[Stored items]
use std::borrow::Cow;
use std::io::{self, Write};

use super::names::map_name;
use super::parser::ParsedLine;

/// One member of an archive listing.
///
/// Text fields hold raw bytes exactly as the archiver printed them.
#[derive(Debug, Clone, PartialEq, Eq)]
pub struct DirectoryEntry {
    pub size: u64,
    pub perms: Vec<u8>,
    pub uid: u32,
    pub gid: u32,
    pub date: Vec<u8>,
    pub time: Vec<u8>,
    /// Path to hand back to the archiver.
    pub real_path: Vec<u8>,
    /// Path shown to (and received from) the host.
    pub display_name: Vec<u8>,
}

impl DirectoryEntry {
    /// Complete a parsed line, falling back to `uid`/`gid` for missing ids.
    pub fn from_parsed(line: ParsedLine, uid: u32, gid: u32) -> Self {
        let display_name = map_name(&line.fpath).into_owned();
        Self {
            size: line.size,
            perms: line.perms,
            uid: line.uid.unwrap_or(uid),
            gid: line.gid.unwrap_or(gid),
            date: line.date,
            time: line.time,
            real_path: line.fpath,
            display_name,
        }
    }

    pub fn display_name_lossy(&self) -> Cow<'_, str> {
        String::from_utf8_lossy(&self.display_name)
    }
}

/// Write `entry` as one extfs listing line.
///
/// ```text
/// <perms>   1 <uid:<8> <gid:<8> <size:>8> <date> <time> <display name>
/// ```
pub fn write_item(entry: &DirectoryEntry, out: &mut dyn Write) -> io::Result<()> {
    out.write_all(&entry.perms)?;
    write!(out, "   1 {:<8} {:<8} {:>8} ", entry.uid, entry.gid, entry.size)?;
    out.write_all(&entry.date)?;
    out.write_all(b" ")?;
    out.write_all(&entry.time)?;
    out.write_all(b" ")?;
    out.write_all(&entry.display_name)?;
    out.write_all(b"\n")
}
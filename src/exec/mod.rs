//! Invoking the external archiver.
//!
//! Every archive operation boils down to one call of the archiver executable:
//!
//! ```text
//! <executable> <flag> <archive> [src] [dst]
//! ```
//!
//! where `<flag>` is the single character the archiver uses for one of the
//! four logical commands (list, read, write, delete). The standard output is
//! captured as raw bytes; standard error is left attached to the terminal so
//! the archiver can report problems to the user directly.
//!
//! Process execution sits behind the [`ToolRunner`] trait so that the layers
//! above can be driven without spawning anything.

mod dispatch;
mod process;

pub use dispatch::{Dispatcher, build_args};
pub use process::ProcessRunner;

use std::ffi::{OsStr, OsString};
use std::fmt;
use std::io::{self, Write};

use crate::error::Result;
use crate::listing::DirectoryEntry;
use crate::listing::entry::write_item;

/// Runs an external program and returns what it wrote to stdout.
pub trait ToolRunner {
    /// Run `program` with `args` to completion.
    ///
    /// Implementations must report a non-zero exit as
    /// [`Error::ToolFailed`](crate::Error::ToolFailed).
    fn run(&self, program: &OsStr, args: &[OsString]) -> Result<Vec<u8>>;
}

/// Logical archiver commands.
#[derive(Debug, Clone, Copy, PartialEq, Eq, Hash)]
pub enum Command {
    List,
    Read,
    Write,
    Delete,
}

impl Command {
    pub const ALL: [Command; 4] = [Command::List, Command::Read, Command::Write, Command::Delete];

    pub fn as_str(&self) -> &'static str {
        match self {
            Command::List => "list",
            Command::Read => "read",
            Command::Write => "write",
            Command::Delete => "delete",
        }
    }
}

impl fmt::Display for Command {
    fn fmt(&self, f: &mut fmt::Formatter<'_>) -> fmt::Result {
        f.write_str(self.as_str())
    }
}

/// Writes one entry in listing format.
pub type ItemFormatter = fn(&DirectoryEntry, &mut dyn Write) -> io::Result<()>;

/// How to talk to one archiver: its executable, the flag for each command
/// and the line format used when a plugin prints its own listing.
#[derive(Clone)]
pub struct CommandSpec {
    pub executable: OsString,
    list: char,
    read: char,
    write: char,
    delete: char,
    pub item_format: ItemFormatter,
}

impl CommandSpec {
    /// Spec with the conventional `l`, `r`, `w` and `d` flags.
    pub fn new(executable: impl Into<OsString>) -> Self {
        Self {
            executable: executable.into(),
            list: 'l',
            read: 'r',
            write: 'w',
            delete: 'd',
            item_format: write_item,
        }
    }

    /// Override the flag used for `command`.
    pub fn with_flag(mut self, command: Command, flag: char) -> Self {
        match command {
            Command::List => self.list = flag,
            Command::Read => self.read = flag,
            Command::Write => self.write = flag,
            Command::Delete => self.delete = flag,
        }
        self
    }

    pub fn with_item_format(mut self, format: ItemFormatter) -> Self {
        self.item_format = format;
        self
    }

    pub fn flag(&self, command: Command) -> char {
        match command {
            Command::List => self.list,
            Command::Read => self.read,
            Command::Write => self.write,
            Command::Delete => self.delete,
        }
    }
}

impl fmt::Debug for CommandSpec {
    fn fmt(&self, f: &mut fmt::Formatter<'_>) -> fmt::Result {
        f.debug_struct("CommandSpec")
            .field("executable", &self.executable)
            .field("list", &self.list)
            .field("read", &self.read)
            .field("write", &self.write)
            .field("delete", &self.delete)
            .finish_non_exhaustive()
    }
}

#[cfg(test)]
mod tests {
    use super::*;

    #[test]
    fn default_flags() {
        let spec = CommandSpec::new("lha");
        let flags: String = Command::ALL.iter().map(|c| spec.flag(*c)).collect();
        assert_eq!(flags, "lrwd");
    }

    #[test]
    fn overridden_flag_only_changes_one_command() {
        let spec = CommandSpec::new("unadf").with_flag(Command::Read, 'x');
        assert_eq!(spec.flag(Command::Read), 'x');
        assert_eq!(spec.flag(Command::List), 'l');
        assert_eq!(spec.flag(Command::Delete), 'd');
    }
}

= PROBLEM REQUIREMENTS =
Every entry must be duplicated exactly as it was written.

= REPLY TO THE TASK =
use std::borrow::Cow;
use std::io::{self, Write};

use super::names::map_name;
use super::parser::ParsedLine;

/// One member of an archive listing.
///
/// Text fields hold raw bytes exactly as the archiver printed them.
#[derive(Debug, Clone, PartialEq, Eq)]
pub struct DirectoryEntry {
    pub size: u64,
    pub perms: Vec<u8>,
    pub uid: u32,
    pub gid: u32,
    pub date: Vec<u8>,
    pub time: Vec<u8>,
    /// Path to hand back to the archiver.
    pub real_path: Vec<u8>,
    /// Path shown to (and received from) the host.
    pub display_name: Vec<u8>,
}

impl DirectoryEntry {
    /// Complete a parsed line, falling back to `uid`/`gid` for missing ids.
    pub fn from_parsed(line: ParsedLine, uid: u32, gid: u32) -> Self {
        let display_name = map_name(&line.fpath).into_owned();
        Self {
            size: line.size,
            perms: line.perms,
            uid: line.uid.unwrap_or(uid),
            gid: line.gid.unwrap_or(gid),
            date: line.date,
            time: line.time,
            real_path: line.fpath,
            display_name,
        }
    }

    pub fn display_name_lossy(&self) -> Cow<'_, str> {
        String::from_utf8_lossy(&self.display_name)
    }
}

/// Write `entry` as one extfs listing line.
///
/// ```text
/// <perms>   1 <uid:<8> <gid:<8> <size:>8> <date> <time> <display name>
/// ```
pub fn write_item(entry: &DirectoryEntry, out: &mut dyn Write) -> io::Result<()> {
    out.write_all(&entry.perms)?;
    write!(out, "   1 {:<8} {:<8} {:>8} ", entry.uid, entry.gid, entry.size)?;
    out.write_all(&entry.date)?;
    out.write_all(b" ")?;
    out.write_all(&entry.time)?;
    out.write_all(b" ")?;
    out.write_all(&entry.display_name)?;
    out.write_all(b"\n")
}
filename src/exec/mod.rs
//! Invoking the external archiver.
//!
//! Every archive operation boils down to one call of the archiver executable:
//!
//! ```text
//! <executable> <flag> <archive> [src] [dst]
//! ```
//!
//! where `<flag>` is the single character the archiver uses for one of the
//! four logical commands (list, read, write, delete). The standard output is
//! captured as raw bytes; standard error is left attached to the terminal so
//! the archiver can report problems to the user directly.
//!
//! Process execution sits behind the [`ToolRunner`] trait so that the layers
//! above can be driven without spawning anything.

mod dispatch;
mod process;

pub use dispatch::{Dispatcher, build_args};
pub use process::ProcessRunner;

use std::ffi::{OsStr, OsString};
use std::fmt;
use std::io::{self, Write};

use crate::error::Result;
use crate::listing::DirectoryEntry;
use crate::listing::entry::write_item;

/// Runs an external program and returns what it wrote to stdout.
pub trait ToolRunner {
    /// Run `program` with `args` to completion.
    ///
    /// Implementations must report a non-zero exit as
    /// [`Error::ToolFailed`](crate::Error::ToolFailed).
    fn run(&self, program: &OsStr, args: &[OsString]) -> Result<Vec<u8>>;
}

/// Logical archiver commands.
#[derive(Debug, Clone, Copy, PartialEq, Eq, Hash)]
pub enum Command {
    List,
    Read,
    Write,
    Delete,
}

impl Command {
    pub const ALL: [Command; 4] = [Command::List, Command::Read, Command::Write, Command::Delete];

    pub fn as_str(&self) -> &'static str {
        match self {
            Command::List => "list",
            Command::Read => "read",
            Command::Write => "write",
            Command::Delete => "delete",
        }
    }
}

impl fmt::Display for Command {
    fn fmt(&self, f: &mut fmt::Formatter<'_>) -> fmt::Result {
        f.write_str(self.as_str())
    }
}

/// Writes one entry in listing format.
pub type ItemFormatter = fn(&DirectoryEntry, &mut dyn Write) -> io::Result<()>;

/// How to talk to one archiver: its executable, the flag for each command
/// and the line format used when a plugin prints its own listing.
#[derive(Clone)]
pub struct CommandSpec {
    pub executable: OsString,
    list: char,
    read: char,
    write: char,
    delete: char,
    pub item_format: ItemFormatter,
}

impl CommandSpec {
    /// Spec with the conventional `l`, `r`, `w` and `d` flags.
    pub fn new(executable: impl Into<OsString>) -> Self {
        Self {
            executable: executable.into(),
            list: 'l',
            read: 'r',
            write: 'w',
            delete: 'd',
            item_format: write_item,
        }
    }

    /// Override the flag used for `command`.
    pub fn with_flag(mut self, command: Command, flag: char) -> Self {
        match command {
            Command::List => self.list = flag,
            Command::Read => self.read = flag,
            Command::Write => self.write = flag,
            Command::Delete => self.delete = flag,
        }
        self
    }

    pub fn with_item_format(mut self, format: ItemFormatter) -> Self {
        self.item_format = format;
        self
    }

    pub fn flag(&self, command: Command) -> char {
        match command {
            Command::List => self.list,
            Command::Read => self.read,
            Command::Write => self.write,
            Command::Delete => self.delete,
        }
    }
}

impl fmt::Debug for CommandSpec {
    fn fmt(&self, f: &mut fmt::Formatter<'_>) -> fmt::Result {
        f.debug_struct("CommandSpec")
            .field("executable", &self.executable)
            .field("list", &self.list)
            .field("read", &self.read)
            .field("write", &self.write)
            .field("delete", &self.delete)
            .finish_non_exhaustive()
    }
}

#[cfg(test)]
mod tests {
    use super::*;

    #[test]
    fn default_flags() {
        let spec = CommandSpec::new("lha");
        let flags: String = Command::ALL.iter().map(|c| spec.flag(*c)).collect();
        assert_eq!(flags, "lrwd");
    }

    #[test]
    fn overridden_flag_only_changes_one_command() {
        let spec = CommandSpec::new("unadf").with_flag(Command::Read, 'x');
        assert_eq!(spec.flag(Command::Read), 'x');
        assert_eq!(spec.flag(Command::List), 'l');
        assert_eq!(spec.flag(Command::Delete), 'd');
    }
}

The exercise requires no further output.